As The Freshwater Is Depleting, Can India Ignore Groundwater Regulation?
By Nemi Bhavsar
Aquifer depletion is a largely invisible threat, but that does not make it any less real with over 18 percent of the world's population, but the country still has only four per cent of the world's freshwater resources. Can we think of neglecting it? Don't we need to regulate it to preserve and not to pollute it?
After having independence for more than 7 decades, India still doesn't have any proper law for maintaining groundwater neither for preserving it nor to prevent harming it.If we focus on the seventh schedule of the Indian Constitution, water as a subject belongs to the states which makes it their responsibility to manage and regulate it. But under the Environment Protection Act, 1986, the Central Groundwater Authority can issue guidelines to states and has the responsibility to keep a check on groundwater level by conducting surveys across the nation.
The broader classification of this situation in our nation is:
There was no Bill prepared for groundwater legislation
where there was a Bill but, it hasn't yet been converted to an Act
where a Bill has been passed to form an Act but, without any rules to implement it
where there was an Act with rules
In 1970, Model Bill was framed by the Ministry of Water Resources. It included some guidelines for states to use and develop their own specific groundwater acts, which was later updated in 1992,1996,and 2005. In 2017, there was another bill framed keeping in mind the decentralization of groundwater regulation, i.e., Model Groundwater (Sustainable Management) Bill. Now, there are states and few UTs which enacted their own legislation namely Andhra Pradesh, Assam, Goa, Bihar, Delhi, Himachal Pradesh, Jammu and Kashmir, Karnataka, Kerala, Lakshadweep, Pondicherry and West Bengal, but that was also mostly drafted around the earlier Model Bills.
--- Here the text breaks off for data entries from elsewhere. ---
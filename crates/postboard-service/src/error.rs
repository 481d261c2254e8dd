use postboard_gate::ValidationError;
use postboard_ledger::LedgerError;
use postboard_store::StoreError;
use postboard_types::{BlobId, PostId};
use thiserror::Error;

/// Errors surfaced by the post service.
///
/// Validation kinds are caller mistakes and are never retried. Every fault
/// of the underlying storage collapses into [`PostError::StorageFailure`].
#[derive(Debug, Clone, PartialEq, Eq, Error)]
pub enum PostError {
    #[error("post has no content and no media")]
    EmptyPost,

    #[error("post content is too long: {length} characters (max {max})")]
    ContentTooLong { length: usize, max: usize },

    #[error("media is too large: {size} bytes (max {max})")]
    MediaTooLarge { size: u64, max: u64 },

    #[error("unsupported media type: {0}")]
    UnsupportedMediaType(String),

    #[error("post not found: {0}")]
    NotFound(PostId),

    #[error("blob not found: {0}")]
    BlobNotFound(BlobId),

    #[error("storage failure: {0}")]
    StorageFailure(String),
}

impl PostError {
    /// Stable machine-readable name of the error kind.
    pub fn kind(&self) -> &'static str {
        match self {
            Self::EmptyPost => "empty_post",
            Self::ContentTooLong { .. } => "content_too_long",
            Self::MediaTooLarge { .. } => "media_too_large",
            Self::UnsupportedMediaType(_) => "unsupported_media_type",
            Self::NotFound(_) => "not_found",
            Self::BlobNotFound(_) => "blob_not_found",
            Self::StorageFailure(_) => "storage_failure",
        }
    }

    pub fn is_validation(&self) -> bool {
        matches!(
            self,
            Self::EmptyPost
                | Self::ContentTooLong { .. }
                | Self::MediaTooLarge { .. }
                | Self::UnsupportedMediaType(_)
        )
    }
}

impl From<ValidationError> for PostError {
    fn from(err: ValidationError) -> Self {
        match err {
            ValidationError::EmptyPost => Self::EmptyPost,
            ValidationError::ContentTooLong { length, max } => Self::ContentTooLong { length, max },
            ValidationError::MediaTooLarge { size, max } => Self::MediaTooLarge { size, max },
            ValidationError::UnsupportedMediaType { content_type, .. } => {
                Self::UnsupportedMediaType(content_type)
            }
        }
    }
}

impl From<StoreError> for PostError {
    fn from(err: StoreError) -> Self {
        match err {
            StoreError::NotFound(id) => Self::BlobNotFound(id),
            other => Self::StorageFailure(other.to_string()),
        }
    }
}

impl From<LedgerError> for PostError {
    fn from(err: LedgerError) -> Self {
        match err {
            LedgerError::NotFound(id) => Self::NotFound(id),
            other => Self::StorageFailure(other.to_string()),
        }
    }
}

/// Result alias for service operations.
pub type PostResult<T> = Result<T, PostError>;

#[cfg(test)]
mod tests {
    use super::*;
    use postboard_types::MediaKind;

    #[test]
    fn validation_errors_keep_their_kind() {
        let err: PostError = ValidationError::UnsupportedMediaType {
            content_type: "audio/mpeg".into(),
            kind: MediaKind::Audio,
        }
        .into();
        assert_eq!(err, PostError::UnsupportedMediaType("audio/mpeg".into()));
        assert!(err.is_validation());
        assert_eq!(err.kind(), "unsupported_media_type");
    }

    #[test]
    fn storage_faults_are_opaque() {
        let err: PostError = StoreError::QuotaExceeded {
            requested: 10,
            available: 2,
        }
        .into();
        assert!(matches!(err, PostError::StorageFailure(_)));

        let err: PostError = LedgerError::CapacityExhausted { capacity: 3 }.into();
        assert_eq!(err.kind(), "storage_failure");
        assert!(!err.is_validation());
    }

    #[test]
    fn ledger_miss_is_not_found() {
        let err: PostError = LedgerError::NotFound(PostId::new(7)).into();
        assert_eq!(err, PostError::NotFound(PostId::new(7)));
    }
}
There's a case law on groundwater regulation, i.e., M.C. Mehta v. Union of India (Groundwater Case),1997 led by the bench of K Ramaswamy and S S Ahmad, which ordered the Ministry of Environment and Forest to constitute the Central Groundwater Board as an Authority under Section 3(3) of the Act. The Authority so constituted shall exercise all the powers under the Act necessary for the purpose of regulation and control of groundwater management and development. The Central Government shall confer on the Authority the power to give directions under Section 5 of the Act and also powers to take such measures or pass any orders in respect of all the matters referred to in Section 3(2) of the Act.Even after, India has many legislations and agencies dealing with groundwater resources, yet the enforcement of such becomes a problem in our country due to inefficiency of public officials and corruption. India still needs to make one proper central legislation for the problem we are there with and our generation will face it too if we will not open our eyes now.